Leclerc gehörte zu den Ersten, die auf dem Medium-Reifen unter 1 Minute und 36 Sekunden blieben, bevor Max Verstappen Die Messlatte wurde vorübergehend gesenkt. Als die Teams auf die weichen Reifen wechselten, eröffnete Hamilton die Qualifying-Simulationsphase, wurde aber sofort von seinem Teamkollegen Leclerc überholt.

Mitte des Trainings wechselten sich Leclerc, Verstappen und Tsunoda ständig im Tempo ab, da die Fahrer auf der 6,3 Kilometer langen Strecke die optimale Position suchten. Norris, der nach einem Mauerkontakt am Ausgang von Kurve 9 mit der Mauer kollidierte, hatte weiterhin Probleme beim Bremsen und machte in Kurve 12 zwei Fehler.

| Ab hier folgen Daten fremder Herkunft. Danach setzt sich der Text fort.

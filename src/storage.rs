//! sled-backed persistence.
//!
//! One tree per record kind. Every logical operation hands all the records it
//! touched to [`Store::commit`], which writes them in a single multi-tree
//! transaction: either every record lands or none does.

use serde::de::DeserializeOwned;
use sled::transaction::{ConflictableTransactionResult, Transactional};
use sled::{Db, Tree};
use std::path::Path;
use tracing::info;

use crate::betting::{Bet, Participation, ResolutionVote, ResolverGrant};
use crate::error::{BetError, Result};
use crate::ledger::{Account, AuditEntry};
use crate::types::{BetId, UserId};

const ACCOUNTS: &str = "accounts";
const BETS: &str = "bets";
const PARTICIPATIONS: &str = "participations";
const VOTES: &str = "votes";
const RESOLVERS: &str = "resolvers";
const AUDIT: &str = "audit";

/// A record to persist as part of one atomic commit.
#[derive(Debug, Clone)]
pub enum Record {
    Account(Account),
    Bet(Bet),
    Participation(Participation),
    Vote(ResolutionVote),
    Resolver(ResolverGrant),
    Audit(AuditEntry),
}

#[derive(Debug, Clone, Copy)]
enum TreeKind {
    Accounts,
    Bets,
    Participations,
    Votes,
    Resolvers,
    Audit,
}

impl Record {
    fn encode(&self) -> Result<(TreeKind, Vec<u8>, Vec<u8>)> {
        Ok(match self {
            Record::Account(a) => (TreeKind::Accounts, user_key(a.user), serde_json::to_vec(a)?),
            Record::Bet(b) => (TreeKind::Bets, bet_key(b.id), serde_json::to_vec(b)?),
            Record::Participation(p) => (
                TreeKind::Participations,
                pair_key(p.bet_id, p.user),
                serde_json::to_vec(p)?,
            ),
            Record::Vote(v) => (TreeKind::Votes, pair_key(v.bet_id, v.voter), serde_json::to_vec(v)?),
            Record::Resolver(g) => (
                TreeKind::Resolvers,
                pair_key(g.bet_id, g.resolver),
                serde_json::to_vec(g)?,
            ),
            Record::Audit(e) => (TreeKind::Audit, audit_key(e), serde_json::to_vec(e)?),
        })
    }
}

fn user_key(user: UserId) -> Vec<u8> {
    user.0.to_be_bytes().to_vec()
}

fn bet_key(bet: BetId) -> Vec<u8> {
    bet.0.as_bytes().to_vec()
}

fn pair_key(bet: BetId, user: UserId) -> Vec<u8> {
    let mut key = bet_key(bet);
    key.extend_from_slice(&user.0.to_be_bytes());
    key
}

/// (user, timestamp, seq): scans by user prefix come back in time order.
fn audit_key(entry: &AuditEntry) -> Vec<u8> {
    let nanos = entry.timestamp.timestamp_nanos_opt().unwrap_or_default().max(0) as u64;
    let mut key = user_key(entry.user);
    key.extend_from_slice(&nanos.to_be_bytes());
    key.extend_from_slice(&entry.seq.to_be_bytes());
    key
}

pub struct Store {
    db: Db,
    accounts: Tree,
    bets: Tree,
    participations: Tree,
    votes: Tree,
    resolvers: Tree,
    audit: Tree,
}

impl Store {
    pub fn open(path: impl AsRef<Path>) -> Result<Self> {
        let db = sled::open(path.as_ref())?;
        info!(path = %path.as_ref().display(), "Opened bet store");
        Self::from_db(db)
    }

    /// Store that is deleted when dropped.
    pub fn temporary() -> Result<Self> {
        Self::from_db(sled::Config::new().temporary(true).open()?)
    }

    fn from_db(db: Db) -> Result<Self> {
        Ok(Self {
            accounts: db.open_tree(ACCOUNTS)?,
            bets: db.open_tree(BETS)?,
            participations: db.open_tree(PARTICIPATIONS)?,
            votes: db.open_tree(VOTES)?,
            resolvers: db.open_tree(RESOLVERS)?,
            audit: db.open_tree(AUDIT)?,
            db,
        })
    }

    /// Write every record atomically.
    pub fn commit(&self, records: &[Record]) -> Result<()> {
        if records.is_empty() {
            return Ok(());
        }
        let encoded = records.iter().map(Record::encode).collect::<Result<Vec<_>>>()?;

        (
            &self.accounts,
            &self.bets,
            &self.participations,
            &self.votes,
            &self.resolvers,
            &self.audit,
        )
            .transaction(
                |(accounts, bets, participations, votes, resolvers, audit)| -> ConflictableTransactionResult<(), BetError> {
                    for (kind, key, value) in &encoded {
                        let tree = match kind {
                            TreeKind::Accounts => accounts,
                            TreeKind::Bets => bets,
                            TreeKind::Participations => participations,
                            TreeKind::Votes => votes,
                            TreeKind::Resolvers => resolvers,
                            TreeKind::Audit => audit,
                        };
                        tree.insert(key.as_slice(), value.as_slice())?;
                    }
                    Ok(())
                },
            )?;
        Ok(())
    }

    pub fn load_accounts(&self) -> Result<Vec<Account>> {
        load_all(&self.accounts)
    }

    pub fn load_bets(&self) -> Result<Vec<Bet>> {
        load_all(&self.bets)
    }

    pub fn load_participations(&self) -> Result<Vec<Participation>> {
        load_all(&self.participations)
    }

    pub fn load_votes(&self) -> Result<Vec<ResolutionVote>> {
        load_all(&self.votes)
    }

    pub fn load_resolvers(&self) -> Result<Vec<ResolverGrant>> {
        load_all(&self.resolvers)
    }

    /// A user's audit trail, oldest first.
    pub fn audit_for(&self, user: UserId) -> Result<Vec<AuditEntry>> {
        self.audit
            .scan_prefix(user_key(user))
            .values()
            .map(|value| Ok(serde_json::from_slice(&value?)?))
            .collect()
    }

    pub fn flush(&self) -> Result<usize> {
        Ok(self.db.flush()?)
    }
}

fn load_all<T: DeserializeOwned>(tree: &Tree) -> Result<Vec<T>> {
    tree.iter()
        .values()
        .map(|value| Ok(serde_json::from_slice(&value?)?))
        .collect()
}
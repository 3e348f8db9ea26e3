use chrono::{DateTime, Utc};
use rust_decimal::Decimal;
use serde::{Deserialize, Serialize};
use tracing::info;
use uuid::Uuid;

use super::odds;
use crate::directory::GroupAction;
use crate::engine::{BetEngine, BetSlot};
use crate::error::{BetError, Result};
use crate::events::BetEvent;
use crate::ledger::{validate_amount, LedgerChange};
use crate::storage::Record;
use crate::types::{BetId, ParticipationStatus, UserId};

/// One user's stake on one bet. At most one row per (user, bet).
#[derive(Debug, Clone, Serialize, Deserialize)]
pub struct Participation {
    pub id: Uuid,
    pub bet_id: BetId,
    pub user: UserId,
    /// 1-based option; None on a creator row that never staked
    pub chosen_option: Option<u8>,
    pub stake_amount: Decimal,
    /// Snapshot taken at stake time, not a guarantee
    pub potential_winnings: Decimal,
    /// Set once at settlement
    pub actual_winnings: Option<Decimal>,
    pub status: ParticipationStatus,
    pub created_at: DateTime<Utc>,
    pub updated_at: DateTime<Utc>,
    pub settled_at: Option<DateTime<Utc>>,
}

impl Participation {
    /// Zero-stake bookkeeping row created with the bet.
    pub fn creator_row(bet_id: BetId, user: UserId, now: DateTime<Utc>) -> Self {
        Self {
            id: Uuid::new_v4(),
            bet_id,
            user,
            chosen_option: None,
            stake_amount: Decimal::ZERO,
            potential_winnings: Decimal::ZERO,
            actual_winnings: None,
            status: ParticipationStatus::Creator,
            created_at: now,
            updated_at: now,
            settled_at: None,
        }
    }

    pub fn active(bet_id: BetId, user: UserId, option: u8, amount: Decimal, potential: Decimal, now: DateTime<Utc>) -> Self {
        Self {
            chosen_option: Some(option),
            stake_amount: amount,
            potential_winnings: potential,
            status: ParticipationStatus::Active,
            ..Self::creator_row(bet_id, user, now)
        }
    }

    pub fn is_active(&self) -> bool {
        self.status == ParticipationStatus::Active
    }

    /// Creator row upgrade, or re-staking after a cancel.
    pub fn stake(&mut self, option: u8, amount: Decimal, potential: Decimal, now: DateTime<Utc>) -> Result<()> {
        match self.status {
            ParticipationStatus::Creator | ParticipationStatus::Cancelled => {
                self.chosen_option = Some(option);
                self.stake_amount = amount;
                self.potential_winnings = potential;
                self.status = ParticipationStatus::Active;
                self.updated_at = now;
                Ok(())
            }
            ParticipationStatus::Active => Err(BetError::StateConflict(format!(
                "{} already has an active stake on bet {}",
                self.user, self.bet_id
            ))),
            other => Err(BetError::StateConflict(format!(
                "{} can not stake again on bet {}, participation is {:?}",
                self.user, self.bet_id, other
            ))),
        }
    }

    pub fn mark_won(&mut self, payout: Decimal, now: DateTime<Utc>) -> Result<()> {
        self.settle(ParticipationStatus::Won, Some(payout), now)
    }

    pub fn mark_lost(&mut self, now: DateTime<Utc>) -> Result<()> {
        self.settle(ParticipationStatus::Lost, Some(Decimal::ZERO), now)
    }

    pub fn mark_refunded(&mut self, now: DateTime<Utc>) -> Result<()> {
        self.settle(ParticipationStatus::Refunded, None, now)
    }

    /// Active stake withdrawn, or a creator row closed with its bet.
    pub fn mark_cancelled(&mut self, now: DateTime<Utc>) -> Result<()> {
        if self.status == ParticipationStatus::Creator {
            self.status = ParticipationStatus::Cancelled;
            self.updated_at = now;
            return Ok(());
        }
        self.settle(ParticipationStatus::Cancelled, None, now)
    }

    fn settle(&mut self, status: ParticipationStatus, winnings: Option<Decimal>, now: DateTime<Utc>) -> Result<()> {
        if self.status != ParticipationStatus::Active {
            return Err(BetError::StateConflict(format!(
                "participation of {} on bet {} is {:?}, not active",
                self.user, self.bet_id, self.status
            )));
        }
        self.status = status;
        self.actual_winnings = winnings;
        self.settled_at = Some(now);
        self.updated_at = now;
        Ok(())
    }
}

impl BetEngine {
    /// Stake `amount` credits on `option` (1-based).
    ///
    /// The debit, the pool growth and the participation row are committed in
    /// one transaction; a failed debit leaves the pools untouched.
    pub fn place_bet(&self, user: UserId, bet_id: BetId, option: u8, amount: Decimal) -> Result<Participation> {
        validate_amount(amount)?;
        let cell = self.slot(bet_id)?;
        let mut slot = cell.lock();
        let now = self.now();

        let bet = &slot.bet;
        if !self.groups.is_member(user, bet.group) {
            return Err(BetError::Authorization(format!("{} is not a member of {}", user, bet.group)));
        }
        if !self.groups.has_permission(user, bet.group, GroupAction::PlaceBet) {
            return Err(BetError::Authorization(format!("{} may not place bets in {}", user, bet.group)));
        }
        if !bet.is_open_for_betting(now) {
            return Err(BetError::StateConflict(format!("bet {} is not open for betting", bet_id)));
        }
        bet.option_index(option)?;
        if amount < bet.minimum_bet {
            return Err(BetError::Validation(format!("minimum bet is {}, got {}", bet.minimum_bet, amount)));
        }
        if let Some(max) = bet.maximum_bet {
            if amount > max {
                return Err(BetError::Validation(format!("maximum bet is {}, got {}", max, amount)));
            }
        }

        // snapshot at the odds the user saw, before this stake moves them
        let potential = odds::potential_winnings(amount, bet.odds(option));
        let mut next_bet = bet.clone();
        next_bet.add_stake(option, amount)?;

        let row = match slot.participations.get(&user) {
            Some(existing) => {
                let mut row = existing.clone();
                row.stake(option, amount, potential, now)?;
                row
            }
            None => Participation::active(bet_id, user, option, amount, potential, now),
        };

        self.ledger.post(
            user,
            LedgerChange::Debit(amount),
            "bet stake",
            Some(bet_id),
            |stats| stats.record_stake(amount),
            vec![Record::Bet(next_bet.clone()), Record::Participation(row.clone())],
        )?;

        let total_pool = next_bet.total_pool();
        slot.bet = next_bet;
        slot.participations.insert(user, row.clone());
        drop(slot);
        self.index_user(user, bet_id);

        info!(
            bet_id = %bet_id,
            user_id = user.0,
            option,
            amount = %amount,
            potential = %potential,
            total_pool = %total_pool,
            "Stake placed"
        );
        self.notify(BetEvent::StakePlaced { bet_id, user, option, amount, total_pool });
        Ok(row)
    }

    /// Withdraw an active stake while betting is still open. Full refund.
    pub fn cancel_participation(&self, user: UserId, bet_id: BetId) -> Result<Participation> {
        let cell = self.slot(bet_id)?;
        let mut slot = cell.lock();
        let now = self.now();

        if !slot.bet.is_open_for_betting(now) {
            return Err(BetError::StateConflict(format!(
                "bet {} is no longer open, stakes can not be withdrawn",
                bet_id
            )));
        }
        let row = self.refund_locked(&mut slot, user, ParticipationStatus::Cancelled, "stake cancelled")?;
        drop(slot);

        info!(bet_id = %bet_id, user_id = user.0, refunded = %row.stake_amount, "Participation cancelled");
        self.notify(BetEvent::ParticipationCancelled { bet_id, user, refunded: row.stake_amount });
        Ok(row)
    }

    /// Creator kicks a participant off a bet that has not finished. Full refund.
    ///
    /// Pools stop moving once settlement has staged an outcome.
    pub fn remove_participant(&self, actor: UserId, bet_id: BetId, user: UserId) -> Result<Participation> {
        let cell = self.slot(bet_id)?;
        let mut slot = cell.lock();

        if slot.bet.creator != actor {
            return Err(BetError::Authorization(format!("only the creator of bet {} can remove participants", bet_id)));
        }
        if slot.bet.status.is_terminal() {
            return Err(BetError::StateConflict(format!("bet {} is already {}", bet_id, slot.bet.status)));
        }
        if let Some(staged) = slot.bet.outcome {
            return Err(BetError::StateConflict(format!(
                "bet {} is being settled as {}, its pools are frozen",
                bet_id, staged
            )));
        }
        let row = self.refund_locked(&mut slot, user, ParticipationStatus::Refunded, "removed from bet")?;
        drop(slot);

        info!(bet_id = %bet_id, user_id = user.0, removed_by = actor.0, refunded = %row.stake_amount, "Participant removed");
        self.notify(BetEvent::ParticipationCancelled { bet_id, user, refunded: row.stake_amount });
        Ok(row)
    }

    /// Return an active stake to its owner and shrink the pools by it.
    /// `status` is CANCELLED (withdrawn) or REFUNDED (removed, bet cancelled).
    pub(crate) fn refund_locked(
        &self,
        slot: &mut BetSlot,
        user: UserId,
        status: ParticipationStatus,
        reason: &str,
    ) -> Result<Participation> {
        let now = self.now();
        let bet_id = slot.bet.id;
        let mut row = match slot.participations.get(&user) {
            Some(row) if row.status != ParticipationStatus::Creator => row.clone(),
            _ => return Err(BetError::NotFound(format!("no stake by {} on bet {}", user, bet_id))),
        };
        if !row.is_active() {
            return Err(BetError::StateConflict(format!(
                "stake by {} on bet {} is already {:?}",
                user, bet_id, row.status
            )));
        }
        let option = row
            .chosen_option
            .ok_or_else(|| BetError::Internal(format!("active stake by {} on bet {} has no option", user, bet_id)))?;
        let stake = row.stake_amount;

        let mut next_bet = slot.bet.clone();
        next_bet.remove_stake(option, stake)?;
        match status {
            ParticipationStatus::Refunded => row.mark_refunded(now)?,
            _ => row.mark_cancelled(now)?,
        }

        self.ledger.post(
            user,
            LedgerChange::Credit(stake),
            reason,
            Some(bet_id),
            |stats| stats.record_refund(stake),
            vec![Record::Bet(next_bet.clone()), Record::Participation(row.clone())],
        )?;

        slot.bet = next_bet;
        slot.participations.insert(user, row.clone());
        Ok(row)
    }
}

Im Finale war Leclerc der erste Fahrer, der unter die1: 35, Er beendete das Rennen als Erster vor Albon, während Tsunoda Verstappen um weniger als eine Zehntelsekunde überholte. Carlos SainzWilliams hatte einen positiven Tag und landete vor den beiden McLarens von Norris und Piastri, dazwischen die Racing Bulls von Isaak Hadjar.

Sie komplettieren die Top Ten George Russell, der hier im letzten Jahr gewonnen hat, und Kimi AntonelliHamilton belegte den elften Platz, sieben Zehntel hinter seinem Teamkollegen. Gasly, Lawson, Alonso, Stroll, Bearman, Ocon, Hülkenberg, Bortoleto und Colapinto folgten in einer Session, die ohne Unterbrechungen verlief.

FP2: Norris führt, Antonelli dicht dahinter, Leclerc Dritter, aber mit Problemen

Die zweite Session bot schwierigere Bedingungen: Leichter Regen zwischen FP1 und FP2 machte die Strecke zunächst rutschig und zwang die Teams, ihre Ausfahrt aus der Boxengasse zu verzögern. Die ersten Runden verliefen langsam, mehrere Fahrer agierten vorsichtig, und Bearman meldete über Funk einen reduzierten Grip.

Nach der ersten Viertelstunde sanken die Rundenzeiten, wobei Hamilton vor McLaren und Mercedes in Führung lag. Norris und Piastri zeigten ein solideres Tempo als im ersten Freien Training, während Russell Mercedes mit einer Bestzeit in Führung brachte. 1:34.430 auf mittlerer Gummioberfläche.

Norris ging dann hinunter 1:34, Bis auf einen Bremsplatten in Kurve 14. Seine Zeit wurde von Leclerc (1:33.763) unterboten, doch die Qualifying-Simulation mit weichen Reifen brachte ihn vor dem Rennen wieder in Führung. Kimi Antonelli und dann Norris, Autor von „Die beste Zeit in …“ 1:33.602.

Die Session wurde durch eine erste rote Flagge zur Streckenkontrolle unterbrochen. wegen einem MannlochEine zweite Unterbrechung beendete das Training vorzeitig und verhinderte, dass viele Fahrer ihr geplantes Programm absolvieren konnten. Leclerc belegte trotz eines Getriebeproblems gegen Ende den dritten Platz, nachdem er per Funk angewiesen worden war, vor seinem Boxenstopp keine Gangwechsel mehr vorzunehmen.

Norris beendete das Spiel somit mit einem Vorsprung von 0.029 auf Antonelli und knapp über ein Zehntel auf Leclerc. Gute Anzeichen für Nico Hülkenberg, Vierter vor den Racing Bulls von Liam Lawson e Isaak HadjarRussell, Albon, Verstappen und Hamilton komplettierten die Top Ten.

Stroll, Gasly und Sainz folgten, Piastri wurde Vierzehnter, ohne auf dem weichen Reifen eine nennenswerte Erfahrung gesammelt zu haben. Die Reihenfolge komplettierten Tsunoda, Colapinto, Bearman, Alonso, Ocon und Bortoleto.